- _DATA FOR THIS TASK_
────────────────
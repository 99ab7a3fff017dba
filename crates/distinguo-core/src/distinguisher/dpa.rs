//! Difference-of-means power analysis.

use nalgebra::{DMatrix, DVector};

use super::{check_batch, Distinguisher, DistinguisherKind, Geometry};
use crate::error::DistinguisherError;
use crate::types::{Hypotheses, Precision, Results};

/// Difference between the mean trace of the "1" and "0" prediction sets.
///
/// Predictions are expected to be binary. The kernel accumulates the sum of
/// traces weighted by the prediction, the number of ones per hypothesis and
/// the plain sum of traces.
#[derive(Debug, Clone)]
pub struct Dpa<T: Precision> {
    geometry: Option<Geometry>,
    processed: usize,
    ones: DVector<T>,
    sum_ones: DMatrix<T>,
    sum: DVector<T>,
}

impl<T: Precision> Dpa<T> {
    /// Create an empty kernel.
    pub fn new() -> Self {
        Self {
            geometry: None,
            processed: 0,
            ones: DVector::zeros(0),
            sum_ones: DMatrix::zeros(0, 0),
            sum: DVector::zeros(0),
        }
    }
}

impl<T: Precision> Default for Dpa<T> {
    fn default() -> Self {
        Self::new()
    }
}

impl<T: Precision> Distinguisher<T> for Dpa<T> {
    fn kind(&self) -> DistinguisherKind {
        DistinguisherKind::Dpa
    }

    fn fold(&mut self, data: &Hypotheses<T>, traces: &DMatrix<T>) -> Result<(), DistinguisherError> {
        if check_batch(&mut self.geometry, data, traces)? {
            let (h, s) = (data.n_hypotheses(), traces.ncols());
            self.ones = DVector::zeros(h);
            self.sum_ones = DMatrix::zeros(s, h);
            self.sum = DVector::zeros(s);
        }

        let x = data.values();
        for j in 0..x.ncols() {
            for i in 0..x.nrows() {
                self.ones[j] += x[(i, j)];
            }
        }
        for k in 0..traces.ncols() {
            for i in 0..traces.nrows() {
                self.sum[k] += traces[(i, k)];
            }
        }
        self.sum_ones += traces.tr_mul(x);

        self.processed += traces.nrows();
        Ok(())
    }

    fn reduce(&self) -> Result<Results<T>, DistinguisherError> {
        let geometry = self.geometry.as_ref().ok_or(DistinguisherError::NoData)?;
        if self.processed == 0 {
            return Err(DistinguisherError::NoData);
        }

        let n = T::from_f64_lossy(self.processed as f64);
        let values = DMatrix::from_fn(geometry.n_samples, geometry.n_hypotheses, |k, j| {
            let ones = self.ones[j];
            let mean_ones = self.sum_ones[(k, j)] / ones;
            let mean_zeros = (self.sum[k] - self.sum_ones[(k, j)]) / (n - ones);
            mean_ones - mean_zeros
        });
        Results::new(values, geometry.dims.clone())
    }

    fn processed_traces(&self) -> usize {
        self.processed
    }

    fn reset(&mut self) {
        *self = Self::new();
    }
}
//! Configuration for batched analyses.

use serde::{Deserialize, Serialize};

use crate::error::ConfigError;

/// Options shared by every analysis variant.
///
/// Precision is not part of the configuration: it is the `T` type
/// parameter of [`Analysis`](crate::Analysis).
#[derive(Debug, Clone, Default, PartialEq, Eq, Serialize, Deserialize)]
pub struct AnalysisConfig {
    /// Number of traces between two convergence checkpoints.
    ///
    /// Default: None (no convergence tracking)
    ///
    /// When set, scores are computed and stored each time this many traces
    /// have been processed, and the batch size used by `run` is adjusted
    /// so checkpoints fall on batch boundaries.
    #[serde(default)]
    pub convergence_step: Option<usize>,
}

impl AnalysisConfig {
    /// Create a config with default settings.
    pub fn new() -> Self {
        Self::default()
    }

    /// Enable convergence tracking every `step` traces.
    pub fn with_convergence_step(mut self, step: usize) -> Self {
        self.convergence_step = Some(step);
        self
    }

    /// Check the configuration.
    ///
    /// # Errors
    ///
    /// Fails if `convergence_step` is zero.
    pub fn validate(&self) -> Result<(), ConfigError> {
        match self.convergence_step {
            Some(0) => Err(ConfigError::InvalidConvergenceStep(0)),
            _ => Ok(()),
        }
    }
}
//! Discriminants: reduce per-sample results to one score per hypothesis.
//!
//! A discriminant is a named plain function over the sample points of a
//! single hypothesis. Function pointers cannot capture state, so every
//! discriminant is pure by construction.

use nalgebra::DVector;

use crate::error::DistinguisherError;
use crate::types::{Precision, Results, Scores};

/// Named reduction from a hypothesis' results to its score.
#[derive(Debug, Clone, Copy)]
pub struct Discriminant<T: Precision> {
    name: &'static str,
    reduce: fn(&[T]) -> T,
}

impl<T: Precision> Discriminant<T> {
    /// Wrap a reduction function.
    pub const fn new(name: &'static str, reduce: fn(&[T]) -> T) -> Self {
        Self { name, reduce }
    }

    /// Name of this discriminant.
    pub fn name(&self) -> &'static str {
        self.name
    }

    /// Score every hypothesis of `results`.
    pub fn apply(&self, results: &Results<T>) -> Result<Scores<T>, DistinguisherError> {
        let scores = DVector::from_iterator(
            results.n_hypotheses(),
            results.hypotheses().map(|samples| (self.reduce)(samples)),
        );
        Scores::new(scores, results.dims().to_vec())
    }

    /// Maximum absolute value, ignoring NaN.
    pub fn maxabs() -> Self {
        Self::new("maxabs", maxabs)
    }

    /// Maximum value, ignoring NaN.
    pub fn max() -> Self {
        Self::new("max", max)
    }

    /// Negated minimum, ignoring NaN.
    pub fn opposite_min() -> Self {
        Self::new("opposite_min", opposite_min)
    }

    /// Sum of absolute values, ignoring NaN.
    pub fn abssum() -> Self {
        Self::new("abssum", abssum)
    }
}

fn reduce_finite<T: Precision>(values: impl Iterator<Item = T>, f: impl Fn(T, T) -> T) -> T {
    values
        .filter(|v| !v.is_nan())
        .reduce(f)
        .unwrap_or_else(|| T::from_f64_lossy(f64::NAN))
}

/// Maximum absolute value, ignoring NaN. All-NaN input yields NaN.
pub fn maxabs<T: Precision>(values: &[T]) -> T {
    reduce_finite(values.iter().map(|v| v.abs()), |a, b| a.max(b))
}

/// Maximum value, ignoring NaN.
pub fn max<T: Precision>(values: &[T]) -> T {
    reduce_finite(values.iter().copied(), |a, b| a.max(b))
}

/// Negated minimum value, ignoring NaN.
pub fn opposite_min<T: Precision>(values: &[T]) -> T {
    -reduce_finite(values.iter().copied(), |a, b| a.min(b))
}

/// Sum of absolute values, ignoring NaN.
pub fn abssum<T: Precision>(values: &[T]) -> T {
    values
        .iter()
        .copied()
        .filter(|v| !v.is_nan())
        .fold(T::zero(), |acc, v| acc + v.abs())
}
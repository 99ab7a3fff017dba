//! Convergence checkpoint bookkeeping.

use std::num::NonZeroUsize;

/// Tracks processed-trace counts between convergence checkpoints.
///
/// Marks start at `[0]`. Each recorded count is appended; once the span
/// covered by the marks reaches the step, a checkpoint is due and the marks
/// collapse to the latest count.
#[derive(Debug, Clone, PartialEq, Eq)]
pub(crate) struct ConvergenceTracker {
    step: Option<NonZeroUsize>,
    marks: Vec<usize>,
}

impl ConvergenceTracker {
    pub(crate) fn new(step: Option<NonZeroUsize>) -> Self {
        Self {
            step,
            marks: vec![0],
        }
    }

    pub(crate) fn step(&self) -> Option<NonZeroUsize> {
        self.step
    }

    pub(crate) fn marks(&self) -> &[usize] {
        &self.marks
    }

    /// Record the current processed count. Returns true if a checkpoint is due.
    pub(crate) fn record(&mut self, processed: usize) -> bool {
        let Some(step) = self.step else {
            return false;
        };
        self.marks.push(processed);
        let first = self.marks[0];
        if processed.saturating_sub(first) >= step.get() {
            self.marks = vec![processed];
            true
        } else {
            false
        }
    }

    /// Whether traces were recorded since the last checkpoint.
    pub(crate) fn has_pending(&self) -> bool {
        self.step.is_some() && self.marks.len() > 1
    }

    pub(crate) fn reset(&mut self) {
        self.marks = vec![0];
    }
}

/// Batch size used by `run` for a source batch size `base`.
///
/// Without a step the source's size is used. A base of at least the step is
/// capped to the step. A smaller base becomes `step / (step / base)`, with
/// floor division at both steps.
pub(crate) fn derive_batch_size(base: usize, step: Option<NonZeroUsize>) -> usize {
    match step {
        None => base,
        Some(step) => {
            let step = step.get();
            if base >= step {
                step
            } else {
                step / (step / base)
            }
        }
    }
}
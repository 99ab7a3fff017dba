//! Analysis construction: builder and one factory per variant.

use std::num::NonZeroUsize;

use distinguo_core::{
    Discriminant, Distinguisher, DistinguisherKind, DistinguisherParameters, HistogramConfig,
    Partitions, Precision,
};

use super::Analysis;
use crate::config::AnalysisConfig;
use crate::error::ConfigError;
use crate::model::LeakageModel;
use crate::selection::SelectionFunction;

/// Builder for [`Analysis`].
///
/// Every part is required except the distinguisher parameters, which only
/// partition-based and MIA analyses need.
///
/// ```ignore
/// let analysis: Analysis<f64> = Analysis::builder()
///     .selection_function(KeyAddition::new("plaintext"))
///     .model(HammingWeight)
///     .discriminant(Discriminant::maxabs())
///     .distinguisher(DistinguisherKind::Cpa)
///     .convergence_step(500)
///     .build()?;
/// ```
pub struct AnalysisBuilder<T: Precision = f32> {
    selection_function: Option<Box<dyn SelectionFunction>>,
    model: Option<Box<dyn LeakageModel>>,
    discriminant: Option<Discriminant<T>>,
    kinds: Vec<DistinguisherKind>,
    parameters: DistinguisherParameters,
    config: AnalysisConfig,
}

impl<T: Precision> Default for AnalysisBuilder<T> {
    fn default() -> Self {
        Self::new()
    }
}

impl<T: Precision> AnalysisBuilder<T> {
    /// Empty builder.
    pub fn new() -> Self {
        Self {
            selection_function: None,
            model: None,
            discriminant: None,
            kinds: Vec::new(),
            parameters: DistinguisherParameters::default(),
            config: AnalysisConfig::default(),
        }
    }

    /// Builder preset with the kind and parameters of an existing
    /// distinguisher. Its accumulated state is not copied.
    pub fn from_distinguisher(distinguisher: &dyn Distinguisher<T>) -> Self {
        let mut builder = Self::new().distinguisher(distinguisher.kind());
        builder.parameters = distinguisher.parameters();
        builder
    }

    /// Set the selection function.
    pub fn selection_function(mut self, selection_function: impl SelectionFunction + 'static) -> Self {
        self.selection_function = Some(Box::new(selection_function));
        self
    }

    /// Set the leakage model.
    pub fn model(mut self, model: impl LeakageModel + 'static) -> Self {
        self.model = Some(Box::new(model));
        self
    }

    /// Set the discriminant.
    pub fn discriminant(mut self, discriminant: Discriminant<T>) -> Self {
        self.discriminant = Some(discriminant);
        self
    }

    /// Select the distinguisher. Selecting more than one fails at build.
    pub fn distinguisher(mut self, kind: DistinguisherKind) -> Self {
        self.kinds.push(kind);
        self
    }

    /// Partitions for ANOVA, NICV, SNR and MIA.
    pub fn partitions(mut self, partitions: Partitions) -> Self {
        self.parameters.partitions = Some(partitions);
        self
    }

    /// Histogram configuration for MIA.
    pub fn histogram(mut self, histogram: HistogramConfig) -> Self {
        self.parameters.histogram = Some(histogram);
        self
    }

    /// Enable convergence tracking.
    pub fn convergence_step(mut self, step: usize) -> Self {
        self.config.convergence_step = Some(step);
        self
    }

    /// Replace the whole configuration.
    pub fn config(mut self, config: AnalysisConfig) -> Self {
        self.config = config;
        self
    }

    /// Validate and assemble the analysis.
    ///
    /// # Errors
    ///
    /// Returns a [`ConfigError`] if a part is missing, if more than one
    /// distinguisher was selected, if DPA is given a non-binary model, if
    /// the convergence step is zero, or if the distinguisher parameters are
    /// missing or invalid.
    pub fn build(self) -> Result<Analysis<T>, ConfigError> {
        self.config.validate()?;
        let convergence_step = self.config.convergence_step.and_then(NonZeroUsize::new);

        let kind = match self.kinds.as_slice() {
            [] => return Err(ConfigError::MissingDistinguisher),
            [kind] => *kind,
            [first, second, ..] => {
                return Err(ConfigError::ConflictingDistinguishers {
                    first: *first,
                    second: *second,
                })
            }
        };
        let selection_function = self
            .selection_function
            .ok_or(ConfigError::MissingSelectionFunction)?;
        let model = self.model.ok_or(ConfigError::MissingModel)?;
        let discriminant = self.discriminant.ok_or(ConfigError::MissingDiscriminant)?;

        if kind.requires_binary_model() && !model.is_binary() {
            return Err(ConfigError::NonBinaryModel {
                kind,
                model: model.name(),
            });
        }

        let distinguisher = kind.build::<T>(&self.parameters)?;
        Ok(Analysis::from_parts(
            selection_function,
            model,
            discriminant,
            distinguisher,
            convergence_step,
        ))
    }
}

impl<T: Precision> Analysis<T> {
    fn variant(
        kind: DistinguisherKind,
        parameters: DistinguisherParameters,
        selection_function: impl SelectionFunction + 'static,
        model: impl LeakageModel + 'static,
        discriminant: Discriminant<T>,
        config: AnalysisConfig,
    ) -> Result<Self, ConfigError> {
        let mut builder = AnalysisBuilder::new()
            .selection_function(selection_function)
            .model(model)
            .discriminant(discriminant)
            .distinguisher(kind)
            .config(config);
        builder.parameters = parameters;
        builder.build()
    }

    /// Correlation power analysis.
    ///
    /// # Errors
    ///
    /// Fails on an invalid configuration.
    pub fn cpa(
        selection_function: impl SelectionFunction + 'static,
        model: impl LeakageModel + 'static,
        discriminant: Discriminant<T>,
        config: AnalysisConfig,
    ) -> Result<Self, ConfigError> {
        Self::variant(
            DistinguisherKind::Cpa,
            DistinguisherParameters::default(),
            selection_function,
            model,
            discriminant,
            config,
        )
    }

    /// Difference of means. `model` must be binary.
    ///
    /// # Errors
    ///
    /// Fails with [`ConfigError::NonBinaryModel`] for a non-binary model.
    pub fn dpa(
        selection_function: impl SelectionFunction + 'static,
        model: impl LeakageModel + 'static,
        discriminant: Discriminant<T>,
        config: AnalysisConfig,
    ) -> Result<Self, ConfigError> {
        Self::variant(
            DistinguisherKind::Dpa,
            DistinguisherParameters::default(),
            selection_function,
            model,
            discriminant,
            config,
        )
    }

    /// Analysis of variance over `partitions`.
    ///
    /// # Errors
    ///
    /// Fails on an invalid configuration.
    pub fn anova(
        partitions: Partitions,
        selection_function: impl SelectionFunction + 'static,
        model: impl LeakageModel + 'static,
        discriminant: Discriminant<T>,
        config: AnalysisConfig,
    ) -> Result<Self, ConfigError> {
        Self::variant(
            DistinguisherKind::Anova,
            DistinguisherParameters::default().with_partitions(partitions),
            selection_function,
            model,
            discriminant,
            config,
        )
    }

    /// Normalized inter-class variance over `partitions`.
    ///
    /// # Errors
    ///
    /// Fails on an invalid configuration.
    pub fn nicv(
        partitions: Partitions,
        selection_function: impl SelectionFunction + 'static,
        model: impl LeakageModel + 'static,
        discriminant: Discriminant<T>,
        config: AnalysisConfig,
    ) -> Result<Self, ConfigError> {
        Self::variant(
            DistinguisherKind::Nicv,
            DistinguisherParameters::default().with_partitions(partitions),
            selection_function,
            model,
            discriminant,
            config,
        )
    }

    /// Signal-to-noise ratio over `partitions`.
    ///
    /// # Errors
    ///
    /// Fails on an invalid configuration.
    pub fn snr(
        partitions: Partitions,
        selection_function: impl SelectionFunction + 'static,
        model: impl LeakageModel + 'static,
        discriminant: Discriminant<T>,
        config: AnalysisConfig,
    ) -> Result<Self, ConfigError> {
        Self::variant(
            DistinguisherKind::Snr,
            DistinguisherParameters::default().with_partitions(partitions),
            selection_function,
            model,
            discriminant,
            config,
        )
    }

    /// Mutual information analysis over `partitions`.
    ///
    /// # Errors
    ///
    /// Fails on an invalid configuration or histogram.
    pub fn mia(
        partitions: Partitions,
        histogram: HistogramConfig,
        selection_function: impl SelectionFunction + 'static,
        model: impl LeakageModel + 'static,
        discriminant: Discriminant<T>,
        config: AnalysisConfig,
    ) -> Result<Self, ConfigError> {
        Self::variant(
            DistinguisherKind::Mia,
            DistinguisherParameters::default()
                .with_partitions(partitions)
                .with_histogram(histogram),
            selection_function,
            model,
            discriminant,
            config,
        )
    }
}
────────────────
- _THE PROBLEM_
From the line holding "pub fn selection_function(mut" to the line holding "Enable convergence tracking.", inclusive, restate each line above exactly as written.

- _YOUR SOLUTION_
    pub fn selection_function(mut self, selection_function: impl SelectionFunction + 'static) -> Self {
        self.selection_function = Some(Box::new(selection_function));
        self
    }

    /// Set the leakage model.
    pub fn model(mut self, model: impl LeakageModel + 'static) -> Self {
        self.model = Some(Box::new(model));
        self
    }

    /// Set the discriminant.
    pub fn discriminant(mut self, discriminant: Discriminant<T>) -> Self {
        self.discriminant = Some(discriminant);
        self
    }

    /// Select the distinguisher. Selecting more than one fails at build.
    pub fn distinguisher(mut self, kind: DistinguisherKind) -> Self {
        self.kinds.push(kind);
        self
    }

    /// Partitions for ANOVA, NICV, SNR and MIA.
    pub fn partitions(mut self, partitions: Partitions) -> Self {
        self.parameters.partitions = Some(partitions);
        self
    }

    /// Histogram configuration for MIA.
    pub fn histogram(mut self, histogram: HistogramConfig) -> Self {
        self.parameters.histogram = Some(histogram);
        self
    }

    /// Enable convergence tracking.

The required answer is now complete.